Say you’re in Laugarbakki in the northwest, desperate for a toilet, already fantasising about Akureyri’s famous hot dogs. Google Maps will show you the fastest line between those two points. Ignore it. Take the option that says ’26 minutes slower,’ or even ‘two days slower’ if you can manage it.
Those longer routes push you through fjords, over mountain passes, and into settlements so small they barely appear on maps. You’ll end up on gravel roads with nothing around you but wind and light. That’s the point. That’s when Iceland actually gets under your skin.
Respect the Rules of the Road
The speed limits here will feel punishing if you’re used to motorway driving. In built-up areas expect 30–50 km/h (31 mph). Gravel roads cap at 80 km/h (50 mph), paved roads at 90 km/h (56 mph). Coming from somewhere you’d cruise at 70 mph or above, it can feel like driving through treacle.
But the limits exist for a reason — tourists have a genuinely poor accident record in Iceland, and the fines for ignoring the rules are severe. Going 26 km/h over the limit in a 30–35 km zone will cost you up to 23,544 ISK. Exceed the limit by 41 km/h in an 80–90 km zone and you’re looking at 83,310 ISK. Those are not numbers you want to explain to your travel insurance provider.
Drink driving is treated with equal seriousness. Iceland’s legal limit is 0.049 percent BAC — compare that to the UK’s 0.8 percent and you’ll understand how little margin there is. Being pulled over the morning after a heavy night is not a theoretical risk; it happens, and the consequences include heavy fines and possible imprisonment.

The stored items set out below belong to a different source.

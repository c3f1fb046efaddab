//! Integration tests for cart reconciliation.
//!
//! These scenarios drive the reconciler's query-then-write sequences end to
//! end against the in-memory store and verify the uniqueness invariant:
//! at most one stored record per (user, product) pair, deleted exactly when
//! the running quantity reaches zero.

use velvet_bean_core::{ProductId, UserId};
use velvet_bean_integration_tests::{TestContext, test_product};
use velvet_bean_sync::{
    CartLine, CollectionStore, Filter, MutationGate, StoreError, SyncError,
};

async fn stored_quantity(ctx: &TestContext, user: &str, product: &str) -> Option<u32> {
    let docs = ctx
        .store
        .query(
            &ctx.config.cart_collection,
            &Filter::key(UserId::new(user), ProductId::new(product)),
        )
        .await
        .expect("query");
    docs.first()
        .map(|doc| doc.deserialize::<CartLine>().expect("cart line").quantity)
}

// =============================================================================
// Upsert/Increment Scenarios
// =============================================================================

#[tokio::test]
async fn add_then_add_then_remove_all() {
    let ctx = TestContext::signed_in("u1");
    let product = test_product("p1", 1450);

    // Empty cart: first add inserts quantity 1.
    ctx.reconciler.add_to_cart(&product).await.expect("add");
    assert_eq!(stored_quantity(&ctx, "u1", "p1").await, Some(1));

    // Second add updates the same record to 2; no second record.
    ctx.reconciler.add_to_cart(&product).await.expect("add");
    assert_eq!(ctx.store.len(&ctx.config.cart_collection), 1);
    assert_eq!(stored_quantity(&ctx, "u1", "p1").await, Some(2));

    // Delta -2 reaches zero: the record is deleted, not stored at zero.
    ctx.reconciler
        .upsert_or_increment(&product, -2)
        .await
        .expect("remove");
    assert!(ctx.store.is_empty(&ctx.config.cart_collection));
}

#[tokio::test]
async fn stored_quantity_equals_sum_of_deltas() {
    let ctx = TestContext::signed_in("u1");
    let product = test_product("p1", 999);

    for delta in [1, 4, -2, 3] {
        ctx.reconciler
            .upsert_or_increment(&product, delta)
            .await
            .expect("delta");
    }

    assert_eq!(stored_quantity(&ctx, "u1", "p1").await, Some(6));
    assert_eq!(ctx.store.len(&ctx.config.cart_collection), 1);
}

#[tokio::test]
async fn remove_on_absent_key_is_a_noop() {
    let ctx = TestContext::signed_in("u1");
    let product = test_product("p1", 1450);

    ctx.reconciler
        .upsert_or_increment(&product, -1)
        .await
        .expect("noop remove");
    assert!(ctx.store.is_empty(&ctx.config.cart_collection));
}

#[tokio::test]
async fn distinct_products_get_distinct_records() {
    let ctx = TestContext::signed_in("u1");

    ctx.reconciler
        .add_to_cart(&test_product("p1", 1450))
        .await
        .expect("add p1");
    ctx.reconciler
        .add_to_cart(&test_product("p2", 500))
        .await
        .expect("add p2");

    assert_eq!(ctx.store.len(&ctx.config.cart_collection), 2);
    assert_eq!(stored_quantity(&ctx, "u1", "p1").await, Some(1));
    assert_eq!(stored_quantity(&ctx, "u1", "p2").await, Some(1));
}

// =============================================================================
// Drawer Operations
// =============================================================================

#[tokio::test]
async fn drawer_stepper_updates_and_deletes() {
    let ctx = TestContext::signed_in("u1");
    let product = test_product("p1", 1450);
    ctx.reconciler.add_to_cart(&product).await.expect("add");

    let docs = ctx
        .store
        .query(
            &ctx.config.cart_collection,
            &Filter::key(UserId::new("u1"), ProductId::new("p1")),
        )
        .await
        .expect("query");
    let record_id = docs.first().expect("record").id.clone();

    ctx.reconciler
        .set_quantity(&record_id, 3)
        .await
        .expect("set");
    assert_eq!(stored_quantity(&ctx, "u1", "p1").await, Some(3));

    // Stepping down to zero is equivalent to the remove button.
    ctx.reconciler
        .set_quantity(&record_id, 0)
        .await
        .expect("set zero");
    assert!(ctx.store.is_empty(&ctx.config.cart_collection));
    assert_eq!(ctx.notice_text().as_deref(), Some("Item removed from cart"));
}

#[tokio::test]
async fn drawer_gate_blocks_overlapping_mutations() {
    let gate = MutationGate::new();

    let permit = gate.try_begin().expect("idle gate");
    // The drawer refuses a second mutation while the first is in flight.
    assert!(gate.try_begin().is_none());
    drop(permit);
    assert!(gate.try_begin().is_some());

    // A different entry point (product card) shares no flag and proceeds.
    let card_gate = MutationGate::new();
    let _drawer = gate.try_begin().expect("idle again");
    assert!(card_gate.try_begin().is_some());
}

// =============================================================================
// Auth and Error Paths
// =============================================================================

#[tokio::test]
async fn signed_out_mutations_are_rejected_with_prompt() {
    let ctx = TestContext::signed_out();

    let err = ctx
        .reconciler
        .add_to_cart(&test_product("p1", 1450))
        .await
        .expect_err("no user");
    assert!(matches!(err, SyncError::AuthRequired));
    assert!(ctx.store.is_empty(&ctx.config.cart_collection));
    assert_eq!(
        ctx.notice_text().as_deref(),
        Some("Please log in to add items to cart")
    );
}

#[tokio::test]
async fn store_outage_surfaces_without_partial_write() {
    let ctx = TestContext::signed_in("u1");

    ctx.store
        .fail_next(StoreError::Unavailable("connection reset".to_string()));
    let err = ctx
        .reconciler
        .add_to_cart(&test_product("p1", 1450))
        .await
        .expect_err("outage");
    assert!(matches!(err, SyncError::StoreUnavailable(_)));
    assert!(ctx.store.is_empty(&ctx.config.cart_collection));
    assert_eq!(ctx.notice_text().as_deref(), Some("Error adding item to cart"));

    // Not retried automatically; an explicit re-trigger succeeds.
    ctx.reconciler
        .add_to_cart(&test_product("p1", 1450))
        .await
        .expect("retry by user");
    assert_eq!(stored_quantity(&ctx, "u1", "p1").await, Some(1));
}

#[tokio::test]
async fn rejected_write_surfaces_verbatim_taxonomy() {
    let ctx = TestContext::signed_in("u1");

    ctx.store
        .fail_next(StoreError::Rejected("schema mismatch".to_string()));
    let err = ctx
        .reconciler
        .add_to_cart(&test_product("p1", 1450))
        .await
        .expect_err("rejected");
    match err {
        SyncError::StoreWriteRejected(msg) => assert!(msg.contains("schema mismatch")),
        other => panic!("expected StoreWriteRejected, got {other:?}"),
    }
}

Rural police officers often have quiet roads and plenty of time. Speed traps and breathalyzer checkpoints appear where you least expect them. Drive accordingly.
Stay Alert
Even if you follow every rule perfectly, Iceland’s roads will still find ways to test you. Traffic jams are rarely the problem — it’s everything else. Sheep appear from nowhere and have absolutely no road sense. When you see warning signs for them, slow down before you need to.
The roads themselves can turn hostile without much warning: single-lane bridges, sudden flooding, landslides, and the occasional stretch where the tarmac just seems to give up. On longer rural sections, a functioning bladder is also worth factoring into your planning.
The practical answer to all of this is to slow down and stay ready for the unexpected. Keep your headlights on at all times. Tune into RÚV radio — you might hear Dolly Parton back-to-back with Basement Jaxx, which is as good a way as any to stay calm and focused. Iceland rewards drivers who are patient with it. Be one of those drivers.